**PROBLEM**:
Look below for the line holding "tokens.push(Token::ForceBreak);" and the line holding "let mut current_len = 0;". Transcribe exactly those lines and all lines between them, nothing more.

++++ EXTRACTED RECORDS ++++

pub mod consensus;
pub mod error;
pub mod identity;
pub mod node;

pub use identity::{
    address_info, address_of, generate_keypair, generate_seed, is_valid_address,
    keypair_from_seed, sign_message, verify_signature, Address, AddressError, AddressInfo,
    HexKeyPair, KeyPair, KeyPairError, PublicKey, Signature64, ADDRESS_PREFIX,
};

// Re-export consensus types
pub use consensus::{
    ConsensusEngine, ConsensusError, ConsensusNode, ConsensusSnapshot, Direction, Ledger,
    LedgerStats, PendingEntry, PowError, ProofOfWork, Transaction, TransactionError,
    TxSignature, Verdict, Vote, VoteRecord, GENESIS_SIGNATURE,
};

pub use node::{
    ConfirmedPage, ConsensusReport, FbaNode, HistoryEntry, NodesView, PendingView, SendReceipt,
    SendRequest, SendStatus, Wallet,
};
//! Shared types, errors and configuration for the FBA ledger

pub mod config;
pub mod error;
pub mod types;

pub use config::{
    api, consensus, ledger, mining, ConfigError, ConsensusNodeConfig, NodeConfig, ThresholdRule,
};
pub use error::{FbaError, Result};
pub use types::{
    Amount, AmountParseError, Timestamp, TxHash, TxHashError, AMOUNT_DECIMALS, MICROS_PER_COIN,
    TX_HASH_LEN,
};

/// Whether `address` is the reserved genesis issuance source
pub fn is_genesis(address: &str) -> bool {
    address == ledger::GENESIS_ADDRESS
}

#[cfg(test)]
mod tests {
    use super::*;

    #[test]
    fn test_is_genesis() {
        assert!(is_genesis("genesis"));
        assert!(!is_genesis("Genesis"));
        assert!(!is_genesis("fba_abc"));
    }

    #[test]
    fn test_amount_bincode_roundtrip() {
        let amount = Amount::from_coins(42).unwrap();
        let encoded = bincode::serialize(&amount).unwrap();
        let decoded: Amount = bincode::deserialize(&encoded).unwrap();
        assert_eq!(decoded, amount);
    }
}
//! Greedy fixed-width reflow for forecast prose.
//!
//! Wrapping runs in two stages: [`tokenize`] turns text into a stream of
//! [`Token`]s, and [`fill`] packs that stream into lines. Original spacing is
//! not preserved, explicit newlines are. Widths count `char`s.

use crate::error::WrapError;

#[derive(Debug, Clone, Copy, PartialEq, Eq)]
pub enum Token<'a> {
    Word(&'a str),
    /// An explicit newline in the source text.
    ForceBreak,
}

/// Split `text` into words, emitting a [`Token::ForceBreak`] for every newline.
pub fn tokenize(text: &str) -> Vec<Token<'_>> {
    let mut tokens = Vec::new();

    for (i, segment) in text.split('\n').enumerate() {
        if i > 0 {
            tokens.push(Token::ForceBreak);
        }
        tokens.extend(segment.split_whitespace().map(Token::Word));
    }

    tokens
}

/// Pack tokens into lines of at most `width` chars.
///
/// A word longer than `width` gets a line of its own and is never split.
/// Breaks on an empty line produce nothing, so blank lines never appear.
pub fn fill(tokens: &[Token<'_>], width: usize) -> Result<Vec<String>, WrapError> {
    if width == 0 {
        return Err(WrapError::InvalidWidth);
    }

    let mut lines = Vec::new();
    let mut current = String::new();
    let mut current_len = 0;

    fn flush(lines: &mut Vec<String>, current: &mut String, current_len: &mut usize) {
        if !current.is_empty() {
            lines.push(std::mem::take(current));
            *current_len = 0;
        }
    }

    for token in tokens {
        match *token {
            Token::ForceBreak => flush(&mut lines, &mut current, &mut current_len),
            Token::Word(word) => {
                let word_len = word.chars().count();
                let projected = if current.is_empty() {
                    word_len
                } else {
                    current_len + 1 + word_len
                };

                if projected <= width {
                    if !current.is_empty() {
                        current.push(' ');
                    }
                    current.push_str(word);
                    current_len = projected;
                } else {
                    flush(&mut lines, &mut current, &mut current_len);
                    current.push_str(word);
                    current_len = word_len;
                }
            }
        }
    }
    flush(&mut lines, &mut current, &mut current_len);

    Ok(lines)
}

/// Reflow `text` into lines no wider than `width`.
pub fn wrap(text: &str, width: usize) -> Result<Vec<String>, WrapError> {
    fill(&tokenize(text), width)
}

++++
++++ EXTRACTED RECORDS ++++

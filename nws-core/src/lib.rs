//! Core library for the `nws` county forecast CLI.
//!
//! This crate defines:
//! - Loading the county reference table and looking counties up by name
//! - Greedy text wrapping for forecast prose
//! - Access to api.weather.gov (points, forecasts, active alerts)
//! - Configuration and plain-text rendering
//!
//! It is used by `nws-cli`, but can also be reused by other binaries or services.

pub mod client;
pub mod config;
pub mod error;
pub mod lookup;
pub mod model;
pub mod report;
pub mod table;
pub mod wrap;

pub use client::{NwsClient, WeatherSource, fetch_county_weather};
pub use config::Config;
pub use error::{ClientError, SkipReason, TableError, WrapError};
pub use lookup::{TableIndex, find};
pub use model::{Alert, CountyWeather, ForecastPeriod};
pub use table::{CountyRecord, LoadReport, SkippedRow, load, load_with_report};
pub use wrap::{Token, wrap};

++++

**ANSWER TO THIS PROBLEM**:
            tokens.push(Token::ForceBreak);
        }
        tokens.extend(segment.split_whitespace().map(Token::Word));
    }

    tokens
}

/// Pack tokens into lines of at most `width` chars.
///
/// A word longer than `width` gets a line of its own and is never split.
/// Breaks on an empty line produce nothing, so blank lines never appear.
pub fn fill(tokens: &[Token<'_>], width: usize) -> Result<Vec<String>, WrapError> {
    if width == 0 {
        return Err(WrapError::InvalidWidth);
    }

    let mut lines = Vec::new();
    let mut current = String::new();
    let mut current_len = 0;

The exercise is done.